The above description is only a preferred embodiment of the present invention, and the protection scope of the present invention is not limited to the above examples, and all technical solutions belonging to the concept of the present invention belong to the protection scope of the present invention. It should be noted that modifications and adaptations to the present invention may occur to one skilled in the art without departing from the principles of the present invention and are intended to be within the scope of the present invention.

Claims

1. The ophthalmic electrochemical sensor based on the sulfur-doped graphene is characterized by comprising a nanoenzyme containing a sulfur-doped graphene carrier with high electrochemical activity and a microelectrode, wherein the nanoenzyme of the sulfur-doped graphene carrier is covered on the surface of the microelectrode, and the ophthalmic electrochemical sensor is prepared by the following steps: (1) preparation of microelectrodes: firstly, carrying out oxygen ion treatment on a transparent polymer film, then spin-coating a layer of photoresist, fixing and forming a photoresist sheet, using a photoetching machine, irradiating for 30-60 seconds by using an ultraviolet lamp under the shielding of a mask, then fixing for 70-120 seconds in a developing solution, removing the photoresist of which the ultraviolet irradiation part is washed away, removing the mask to obtain a micro-patterned photoresist, spraying a layer of platinum metal by using a magnetron sputtering instrument, then washing by using a glue washing solution, and removing redundant photoresist to obtain a micro-patterned microelectrode;

2. The sulfur-doped graphene-based ocular electrochemical sensor of claim 1, wherein the microelectrode is polyethylene terephthalate (PET) or polymethyl methacrylate (PMMA).

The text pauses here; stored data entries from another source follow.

use std::io;
use std::net::IpAddr;

use if_addrs::{get_if_addrs, IfAddr};
use ipnet::{IpNet, Ipv4Net, Ipv6Net};

use crate::errors::ResolveError;

/// Work out which local address the device at `device_host` reaches this host on.
///
/// `device_host` is the host part of the URL the device advertises for itself and
/// must be an IP literal. The local networks are listed afresh on every call, and
/// the address of the first one containing the device is returned. There is no
/// fallback: a mapping to a guessed address would point at the wrong host.
pub fn resolve_internal_address(device_host: &str) -> Result<IpAddr, ResolveError> {
    resolve_with(device_host, local_networks)
}

/// Resolve against the networks `networks` lists instead of the live interfaces.
pub(crate) fn resolve_with<F>(device_host: &str, networks: F) -> Result<IpAddr, ResolveError>
where
    F: FnOnce() -> io::Result<Vec<IpNet>>,
{
    let device = parse_device_host(device_host)?;
    let networks = networks()?;
    find_internal_address(device, &networks).ok_or(ResolveError::InternalIpUnresolvable(device))
}

/// The address of the first network in `networks` that contains `device`.
pub fn find_internal_address(device: IpAddr, networks: &[IpNet]) -> Option<IpAddr> {
    networks
        .iter()
        .find(|network| network.contains(&device))
        .map(|network| network.addr())
}

/// Every address bound to a local interface, with its network prefix.
pub fn local_networks() -> io::Result<Vec<IpNet>> {
    let mut networks = Vec::new();
    for interface in get_if_addrs()? {
        let network = match interface.addr {
            IfAddr::V4(ref v4) => Ipv4Net::with_netmask(v4.ip, v4.netmask).map(IpNet::V4),
            IfAddr::V6(ref v6) => Ipv6Net::with_netmask(v6.ip, v6.netmask).map(IpNet::V6),
        };
        match network {
            Ok(network) => networks.push(network),
            Err(_) => debug!(
                "skipping address {} of {}: netmask is not a prefix",
                interface.ip(),
                interface.name
            ),
        }
    }
    Ok(networks)
}

fn parse_device_host(device_host: &str) -> Result<IpAddr, ResolveError> {
    // IPv6 hosts keep their brackets in URLs
    device_host
        .trim_start_matches('[')
        .trim_end_matches(']')
        .parse::<IpAddr>()
        .map_err(|_| ResolveError::InvalidDeviceAddress(device_host.to_string()))
}
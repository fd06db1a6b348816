use std::fmt;

use url::Url;

use super::soap;
use crate::common::{messages, parsing};
use crate::errors::{GatewayError, RequestError};
use crate::gateway::{device_host, symmetric_mapping, MappingWalk};
use crate::resolver;
use crate::service::{ConnectionService, ServiceClient, ServiceType};
use crate::soap::Action;
use crate::{PortMappingEntry, PortMappingProtocol};

/// A handle on the connection service of one gateway, for use with tokio.
///
/// Behaves like the blocking `Gateway`: the same mappings are made in the same order.
#[derive(Clone, Debug)]
pub struct Gateway {
    service: ServiceClient,
}

impl Gateway {
    pub(crate) fn new(service: ServiceClient) -> Gateway {
        Gateway { service }
    }

    async fn perform_request(&self, action: &str, body: &str) -> parsing::RequestResult {
        let header = messages::format_action_header(self.service.service_type().urn(), action);
        debug!("sending {} to {}", action, self.service.control_url());
        let text = soap::send_async(self.service.control_url().as_str(), Action::new(&header), body).await?;
        parsing::parse_response(text, &messages::response_name(action))
    }

    /// Get the external IP address of the gateway, exactly as the gateway reports it.
    pub async fn get_external_ip(&self) -> Result<String, GatewayError> {
        let result = self
            .perform_request(
                messages::GET_EXTERNAL_IP_ACTION,
                &messages::format_get_external_ip_message(self.service.service_type().urn()),
            )
            .await;
        Ok(parsing::parse_get_external_ip_response(result)?)
    }

    /// Forward `port` on the gateway to the same port on this host, for TCP and then UDP.
    ///
    /// See `Gateway::forward` for the failure behavior.
    pub async fn forward(&self, port: u16, description: &str) -> Result<(), GatewayError> {
        if port == 0 {
            return Err(GatewayError::ExternalPortZeroInvalid);
        }
        let internal_ip = resolver::resolve_internal_address(device_host(self.service.base_url()))?;
        for &protocol in PortMappingProtocol::PAIR.iter() {
            let mapping = symmetric_mapping(port, protocol, internal_ip, description);
            let result = self
                .perform_request(
                    messages::ADD_PORT_MAPPING_ACTION,
                    &messages::format_add_port_mapping_message(self.service.service_type().urn(), &mapping),
                )
                .await;
            if let Err(e) = result {
                warn!("failed to forward {} port {} to {}: {}", protocol, port, internal_ip, e);
                return Err(e.into());
            }
        }
        debug!("forwarded port {} to {}", port, internal_ip);
        Ok(())
    }

    /// Remove the TCP and then the UDP mapping of `port`, stopping at the first failure.
    pub async fn clear(&self, port: u16) -> Result<(), GatewayError> {
        if port == 0 {
            return Err(GatewayError::ExternalPortZeroInvalid);
        }
        for &protocol in PortMappingProtocol::PAIR.iter() {
            let result = self
                .perform_request(
                    messages::DELETE_PORT_MAPPING_ACTION,
                    &messages::format_delete_port_message(self.service.service_type().urn(), "", port, protocol),
                )
                .await;
            if let Err(e) = result {
                warn!("failed to clear {} port {}: {}", protocol, port, e);
                return Err(e.into());
            }
        }
        debug!("cleared port {}", port);
        Ok(())
    }

    /// List the gateway's port mapping table, with the same bounds as `Gateway::port_mappings`.
    pub async fn port_mappings(&self) -> Result<Vec<PortMappingEntry>, GatewayError> {
        let mut walk = MappingWalk::default();
        for index in 0.. {
            if !walk.push(self.get_generic_port_mapping_entry(index).await)? {
                break;
            }
        }
        Ok(walk.into_entries())
    }

    async fn get_generic_port_mapping_entry(&self, index: u32) -> Result<PortMappingEntry, RequestError> {
        let result = self
            .perform_request(
                messages::GET_GENERIC_PORT_MAPPING_ENTRY_ACTION,
                &messages::format_get_generic_port_mapping_entry_message(self.service.service_type().urn(), index),
            )
            .await;
        parsing::parse_get_generic_port_mapping_entry(result)
    }

    /// The URL of the gateway's device description.
    pub fn location(&self) -> String {
        self.service.location().to_string()
    }

    /// The URL actions are sent to.
    pub fn control_url(&self) -> &Url {
        self.service.control_url()
    }

    /// The connection service this handle controls.
    pub fn service_type(&self) -> ServiceType {
        self.service.service_type()
    }
}

impl fmt::Display for Gateway {
    fn fmt(&self, f: &mut fmt::Formatter) -> fmt::Result {
        write!(f, "{}", self.service.control_url())
    }
}
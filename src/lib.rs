#![deny(missing_docs)]

//! An opinionated client for UPnP Internet Gateway Devices.
//!
//! Use [`discover`] to find the router on the local network, or [`load`] to
//! reconnect to one whose [`Gateway::location`] was recorded earlier. The
//! returned [`Gateway`] can report the external IP address and forward or
//! clear ports.
//!
//! Some deliberate restrictions:
//!
//! * Only the first gateway that answers is used.
//! * Mappings are symmetric: external port 9980 forwards to port 9980 on this host.
//! * TCP and UDP are always forwarded together.
//! * Mappings are permanent. They stay on the router until [`Gateway::clear`] is called.

#[macro_use]
extern crate log;

use std::fmt;

pub use self::common::parsing::PortMappingEntry;
pub use self::common::SearchOptions;
pub use self::discover::{discover, discover_with, load, select_service, SERVICE_PRIORITY};
pub use self::errors::{DiscoverError, GatewayError, RequestError, ResolveError, SearchError};
pub use self::gateway::Gateway;
pub use self::resolver::{find_internal_address, local_networks, resolve_internal_address};
pub use self::search::search_services;
pub use self::service::{ConnectionService, ServiceClient, ServiceType};

#[cfg(feature = "aio")]
pub mod aio;
mod common;
mod discover;
mod errors;
mod gateway;
mod resolver;
mod search;
mod service;
mod soap;

#[cfg(test)]
mod test_router;

/// Represents the protocols available for port mapping.
#[derive(Debug, Clone, Copy, PartialEq, Eq, Hash)]
pub enum PortMappingProtocol {
    /// TCP protocol
    TCP,
    /// UDP protocol
    UDP,
}

impl PortMappingProtocol {
    /// Both protocols, in the order a forward or clear applies them.
    pub const PAIR: [PortMappingProtocol; 2] = [PortMappingProtocol::TCP, PortMappingProtocol::UDP];
}

impl fmt::Display for PortMappingProtocol {
    fn fmt(&self, f: &mut fmt::Formatter) -> fmt::Result {
        write!(
            f,
            "{}",
            match *self {
                PortMappingProtocol::TCP => "TCP",
                PortMappingProtocol::UDP => "UDP",
            }
        )
    }
}
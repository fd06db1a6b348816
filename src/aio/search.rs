use std::str;

use bytes::Bytes;
use futures::future::join_all;
use hyper::{Client, Uri};
use tokio::net::UdpSocket;
use tokio::time::timeout;
use url::Url;

use crate::common::{messages, parsing, SearchOptions};
use crate::errors::SearchError;
use crate::service::{ServiceClient, ServiceType};

const MAX_RESPONSE_SIZE: usize = 1500;

/// Search the local network for devices offering `service_type`.
///
/// Collects responses the same way as the blocking `search_services`, then
/// fetches the descriptions of all responding devices concurrently.
pub async fn search_services(
    service_type: ServiceType,
    options: &SearchOptions,
) -> Result<Vec<ServiceClient>, SearchError> {
    let locations = search_locations(service_type, options).await?;

    let descriptions = join_all(locations.iter().map(|location| get_description(location))).await;

    let mut clients = Vec::new();
    for (location, description) in locations.iter().zip(descriptions) {
        let found = description.and_then(|text| ServiceClient::from_description(&text, location, service_type));
        match found {
            Ok(mut found) => clients.append(&mut found),
            Err(e) => debug!("skipping device at {}: {}", location, e),
        }
    }
    Ok(clients)
}

/// Fetch the device description at `location`.
pub(crate) async fn get_description(location: &Url) -> Result<String, SearchError> {
    let uri: Uri = location.as_str().parse()?;
    debug!("requesting device description from: {}", uri);

    let client = Client::new();
    let resp = client.get(uri).await?;
    let body: Bytes = hyper::body::to_bytes(resp.into_body()).await?;

    Ok(str::from_utf8(&body)?.to_string())
}

async fn search_locations(service_type: ServiceType, options: &SearchOptions) -> Result<Vec<Url>, SearchError> {
    let socket = UdpSocket::bind(options.bind_addr).await?;
    let request = messages::format_search_request(service_type.urn());

    debug!(
        "sending search for {} to: {} on interface: {:?}",
        service_type,
        options.broadcast_address,
        socket.local_addr()
    );
    socket.send_to(request.as_bytes(), options.broadcast_address).await?;

    let mut locations = Vec::new();
    match options.timeout {
        Some(window) => {
            // the window closing is the normal way out
            if let Ok(result) = timeout(window, receive_locations(&socket, service_type, &mut locations, false)).await
            {
                result?;
            }
        }
        None => receive_locations(&socket, service_type, &mut locations, true).await?,
    }
    Ok(locations)
}

async fn receive_locations(
    socket: &UdpSocket,
    service_type: ServiceType,
    locations: &mut Vec<Url>,
    first_only: bool,
) -> Result<(), SearchError> {
    let mut buf = [0u8; MAX_RESPONSE_SIZE];
    loop {
        let (read, from) = socket.recv_from(&mut buf).await?;

        let location = str::from_utf8(&buf[..read])
            .map_err(SearchError::from)
            .and_then(|text| parsing::parse_search_result(text, service_type.urn()));
        match location {
            Ok(location) => {
                if locations.contains(&location) {
                    debug!("received duplicate search response from: {}, dropping", from);
                } else {
                    debug!("received search response from: {} (location: {})", from, location);
                    locations.push(location);
                }
            }
            Err(e) => {
                debug!("ignoring search response from: {}: {}", from, e);
                continue;
            }
        }

        if first_only {
            return Ok(());
        }
    }
}
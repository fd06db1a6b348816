//! Forwards a port for TCP and UDP, lists the router's mappings, then clears the port.
//!
//! Usage: cargo run --example forward -- 9980

use std::env;

use simplelog::{Config as LogConfig, LevelFilter, SimpleLogger};

fn main() {
    let port: u16 = match env::args().nth(1).map(|p| p.parse()) {
        Some(Ok(port)) => port,
        _ => {
            println!("A port number is required");
            println!("Example: cargo run --example forward -- 9980");
            return;
        }
    };

    let _ = SimpleLogger::init(LevelFilter::Debug, LogConfig::default());

    let gateway = match igd_forward::discover() {
        Ok(gateway) => gateway,
        Err(err) => return println!("Failed to find a gateway: {}", err),
    };
    match gateway.internal_ip() {
        Ok(ip) => println!("Forwarding to local address {}", ip),
        Err(err) => return println!("{}", err),
    }

    if let Err(err) = gateway.forward(port, "igd-forward example") {
        return println!("Failed to forward port {}: {}", port, err);
    }
    println!("Port {} forwarded for TCP and UDP", port);

    match gateway.port_mappings() {
        Ok(mappings) => {
            for m in mappings {
                println!(
                    "{} {} -> {}:{} ({})",
                    m.protocol, m.external_port, m.internal_client, m.internal_port, m.port_mapping_description
                );
            }
        }
        Err(err) => println!("Failed to list mappings: {}", err),
    }

    match gateway.clear(port) {
        Ok(()) => println!("Port {} cleared", port),
        Err(err) => println!("Failed to clear port {}: {}", port, err),
    }
}
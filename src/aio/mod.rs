//! This module implements the same features as the main crate, but using async io.

mod gateway;
mod search;
mod soap;

use url::Url;

use crate::common::SearchOptions;
use crate::discover::{first_client, select_service, SERVICE_PRIORITY};
use crate::errors::DiscoverError;
use crate::service::ServiceClient;

pub use self::gateway::Gateway;
pub use self::search::search_services;

/// Search the local network for a gateway with the default `SearchOptions`.
pub async fn discover() -> Result<Gateway, DiscoverError> {
    discover_with(SearchOptions::default()).await
}

/// Search the local network for a gateway, trying each service type in priority order.
pub async fn discover_with(options: SearchOptions) -> Result<Gateway, DiscoverError> {
    for &service_type in SERVICE_PRIORITY.iter() {
        let clients = search_services(service_type, &options).await.unwrap_or_else(|e| {
            debug!("search for {} failed: {}", service_type, e);
            Vec::new()
        });
        if let Some(client) = first_client(service_type, clients) {
            return Ok(Gateway::new(client));
        }
    }
    Err(DiscoverError::NoGatewayFound)
}

/// Connect to the gateway whose description is at `location`, without searching.
pub async fn load(location: &str) -> Result<Gateway, DiscoverError> {
    let location = Url::parse(location)?;
    let text = search::get_description(&location).await.map_err(|e| {
        debug!("failed to load description from {}: {}", location, e);
        DiscoverError::NoGatewayFound
    })?;

    let selected = select_service(&SERVICE_PRIORITY, |service_type| {
        ServiceClient::from_description(&text, &location, service_type).unwrap_or_else(|e| {
            debug!("no {} service in description at {}: {}", service_type, location, e);
            Vec::new()
        })
    });
    selected.map(Gateway::new).ok_or(DiscoverError::NoGatewayFound)
}
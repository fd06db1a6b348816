use hyper::header::{CONTENT_LENGTH, CONTENT_TYPE};
use hyper::{Body, Client, Request};

use crate::errors::RequestError;
use crate::soap::{self, Action};

/// POST a SOAP envelope and return the response body, whatever the HTTP status.
pub async fn send_async(url: &str, action: Action, body: &str) -> Result<String, RequestError> {
    let client = Client::new();

    let req = Request::builder()
        .uri(url)
        .method("POST")
        .header(soap::HEADER_NAME, action.as_str())
        .header(CONTENT_TYPE, soap::CONTENT_TYPE)
        .header(CONTENT_LENGTH, body.len() as u64)
        .body(Body::from(body.to_string()))?;

    let resp = client.request(req).await?;
    let body = hyper::body::to_bytes(resp.into_body()).await?;

    Ok(String::from_utf8(body.to_vec())?)
}
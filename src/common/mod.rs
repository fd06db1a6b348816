pub mod messages;
pub mod options;
pub mod parsing;

pub use self::options::SearchOptions;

3. The sulfur-doped graphene-based ocular electrochemical sensor of claim 1, wherein the microelectrode has a thickness of 50-100 microns.

4. The sulfur-doped graphene-based ocular electrochemical sensor of claim 1, wherein the transparent polymer is polyethylene terephthalate (PET) or polymethyl methacrylate (PMMA).

5. The sulfur-doped graphene-based ocular electrochemical sensor of claim 1, wherein the transparent polymer has a thickness of 50-100 microns.

6. The sulfur-doped graphene-based ophthalmic electrochemical sensor according to claim 1, wherein the sulfur-containing conductive polymer monomer in the step (2) is 3, 4-ethylenedioxythiophene, and the sulfur-containing conductive polymer is polyphenylene sulfide.

7. Use of the sulfur-doped graphene-based ocular electrochemical sensor of claim 1 as a device for monitoring the concentration of dopamine in tears in real time.

8. A myopia monitoring device, which is characterized by comprising a module for monitoring the concentration of dopamine in tear in real time, wherein the module for monitoring the concentration of dopamine in tear in real time comprises the sulfur-doped graphene-based ophthalmic electrochemical sensor as claimed in claim 1.